[TASK INSTRUCTIONS]:
The answer must be an exact copy of the listing below.

[DATASET ENTRIES]:
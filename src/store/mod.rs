//! Store Module
//!
//! The in-memory store shared by every connection: a flat `key -> Item` map
//! with a monotonic CAS counter and lazy TTL invalidation, all behind one
//! reader/writer lock.
//!
//! - [`item`]: the [`Item`] struct and its expiration semantics
//! - [`engine`]: the [`Store`] itself and its per-command operations
//!
//! ## Example
//!
//! ```
//! use mini_memcached::clock::SystemClock;
//! use mini_memcached::store::{CasOutcome, Store};
//! use bytes::Bytes;
//! use std::sync::Arc;
//!
//! let store = Store::new(Arc::new(SystemClock::new()));
//!
//! store.set("greeting", 0, 0, Bytes::from("hello"));
//! let token = store.get("greeting").unwrap().cas_token;
//!
//! let outcome = store.cas("greeting", 0, 0, Bytes::from("goodbye"), token);
//! assert_eq!(outcome, CasOutcome::Stored);
//! ```

pub mod engine;
pub mod item;

// Re-export commonly used types
pub use engine::{CasOutcome, IncrDecrError, Store};
pub use item::Item;
//! Typed task failure descriptors.

use schemars::JsonSchema;
use serde::{Deserialize, Serialize};
use std::fmt;

/// Classification of a task failure, driving the retry decision.
#[derive(Debug, Clone, Copy, PartialEq, Eq, Hash, Serialize, Deserialize, JsonSchema)]
#[serde(rename_all = "snake_case")]
pub enum ErrorClass {
    /// Never retried (e.g. unsupported input format)
    Permanent,
    /// Retried up to the task's retry budget
    Retriable,
    /// Retried; counts toward the budget but not toward hard-failure alerting
    Transient,
    /// Worker observed the cancellation flag and stopped
    Cancelled,
}

impl ErrorClass {
    pub fn as_str(&self) -> &'static str {
        match self {
            ErrorClass::Permanent => "permanent",
            ErrorClass::Retriable => "retriable",
            ErrorClass::Transient => "transient",
            ErrorClass::Cancelled => "cancelled",
        }
    }

    /// Check if failures of this class may re-enter the queue.
    pub fn is_retryable(&self) -> bool {
        matches!(self, ErrorClass::Retriable | ErrorClass::Transient)
    }
}

impl fmt::Display for ErrorClass {
    fn fmt(&self, f: &mut fmt::Formatter<'_>) -> fmt::Result {
        write!(f, "{}", self.as_str())
    }
}

/// Structured task failure: a stable machine code plus a human-readable
/// message, persisted on the record when the task ends up `Failed`.
#[derive(Debug, Clone, PartialEq, Eq, Serialize, Deserialize, JsonSchema)]
pub struct TaskError {
    /// Failure classification
    pub class: ErrorClass,
    /// Stable machine-readable code (e.g. "UNSUPPORTED_CODEC")
    pub code: String,
    /// Human-readable description
    pub message: String,
}

impl TaskError {
    pub fn new(class: ErrorClass, code: impl Into<String>, message: impl Into<String>) -> Self {
        Self {
            class,
            code: code.into(),
            message: message.into(),
        }
    }

    /// Create a permanent (never retried) error.
    pub fn permanent(code: impl Into<String>, message: impl Into<String>) -> Self {
        Self::new(ErrorClass::Permanent, code, message)
    }

    /// Create a retriable error.
    pub fn retriable(code: impl Into<String>, message: impl Into<String>) -> Self {
        Self::new(ErrorClass::Retriable, code, message)
    }

    /// Create a transient error (retried, softer alerting).
    pub fn transient(code: impl Into<String>, message: impl Into<String>) -> Self {
        Self::new(ErrorClass::Transient, code, message)
    }

    /// Create the error a worker reports after observing cancellation.
    pub fn cancelled() -> Self {
        Self::new(ErrorClass::Cancelled, "CANCELLED", "Task cancelled by request")
    }

    /// Check if this error may re-enter the queue.
    pub fn is_retryable(&self) -> bool {
        self.class.is_retryable()
    }
}

impl fmt::Display for TaskError {
    fn fmt(&self, f: &mut fmt::Formatter<'_>) -> fmt::Result {
        write!(f, "[{}] {}: {}", self.class, self.code, self.message)
    }
}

[ANSWER SPACE]:
filename src/store/mod.rs
//! Store Module
//!
//! The in-memory store shared by every connection: a flat `key -> Item` map
//! with a monotonic CAS counter and lazy TTL invalidation, all behind one
//! reader/writer lock.
//!
//! - [`item`]: the [`Item`] struct and its expiration semantics
//! - [`engine`]: the [`Store`] itself and its per-command operations
//!
//! ## Example
//!
//! ```
//! use mini_memcached::clock::SystemClock;
//! use mini_memcached::store::{CasOutcome, Store};
//! use bytes::Bytes;
//! use std::sync::Arc;
//!
//! let store = Store::new(Arc::new(SystemClock::new()));
//!
//! store.set("greeting", 0, 0, Bytes::from("hello"));
//! let token = store.get("greeting").unwrap().cas_token;
//!
//! let outcome = store.cas("greeting", 0, 0, Bytes::from("goodbye"), token);
//! assert_eq!(outcome, CasOutcome::Stored);
//! ```

pub mod engine;
pub mod item;

// Re-export commonly used types
pub use engine::{CasOutcome, IncrDecrError, Store};
pub use item::Item;
//! Typed task failure descriptors.

use schemars::JsonSchema;
use serde::{Deserialize, Serialize};
use std::fmt;

/// Classification of a task failure, driving the retry decision.
#[derive(Debug, Clone, Copy, PartialEq, Eq, Hash, Serialize, Deserialize, JsonSchema)]
#[serde(rename_all = "snake_case")]
pub enum ErrorClass {
    /// Never retried (e.g. unsupported input format)
    Permanent,
    /// Retried up to the task's retry budget
    Retriable,
    /// Retried; counts toward the budget but not toward hard-failure alerting
    Transient,
    /// Worker observed the cancellation flag and stopped
    Cancelled,
}

impl ErrorClass {
    pub fn as_str(&self) -> &'static str {
        match self {
            ErrorClass::Permanent => "permanent",
            ErrorClass::Retriable => "retriable",
            ErrorClass::Transient => "transient",
            ErrorClass::Cancelled => "cancelled",
        }
    }

    /// Check if failures of this class may re-enter the queue.
    pub fn is_retryable(&self) -> bool {
        matches!(self, ErrorClass::Retriable | ErrorClass::Transient)
    }
}

impl fmt::Display for ErrorClass {
    fn fmt(&self, f: &mut fmt::Formatter<'_>) -> fmt::Result {
        write!(f, "{}", self.as_str())
    }
}

/// Structured task failure: a stable machine code plus a human-readable
/// message, persisted on the record when the task ends up `Failed`.
#[derive(Debug, Clone, PartialEq, Eq, Serialize, Deserialize, JsonSchema)]
pub struct TaskError {
    /// Failure classification
    pub class: ErrorClass,
    /// Stable machine-readable code (e.g. "UNSUPPORTED_CODEC")
    pub code: String,
    /// Human-readable description
    pub message: String,
}

impl TaskError {
    pub fn new(class: ErrorClass, code: impl Into<String>, message: impl Into<String>) -> Self {
        Self {
            class,
            code: code.into(),
            message: message.into(),
        }
    }

    /// Create a permanent (never retried) error.
    pub fn permanent(code: impl Into<String>, message: impl Into<String>) -> Self {
        Self::new(ErrorClass::Permanent, code, message)
    }

    /// Create a retriable error.
    pub fn retriable(code: impl Into<String>, message: impl Into<String>) -> Self {
        Self::new(ErrorClass::Retriable, code, message)
    }

    /// Create a transient error (retried, softer alerting).
    pub fn transient(code: impl Into<String>, message: impl Into<String>) -> Self {
        Self::new(ErrorClass::Transient, code, message)
    }

    /// Create the error a worker reports after observing cancellation.
    pub fn cancelled() -> Self {
        Self::new(ErrorClass::Cancelled, "CANCELLED", "Task cancelled by request")
    }

    /// Check if this error may re-enter the queue.
    pub fn is_retryable(&self) -> bool {
        self.class.is_retryable()
    }
}

impl fmt::Display for TaskError {
    fn fmt(&self, f: &mut fmt::Formatter<'_>) -> fmt::Result {
        write!(f, "[{}] {}: {}", self.class, self.code, self.message)
    }
}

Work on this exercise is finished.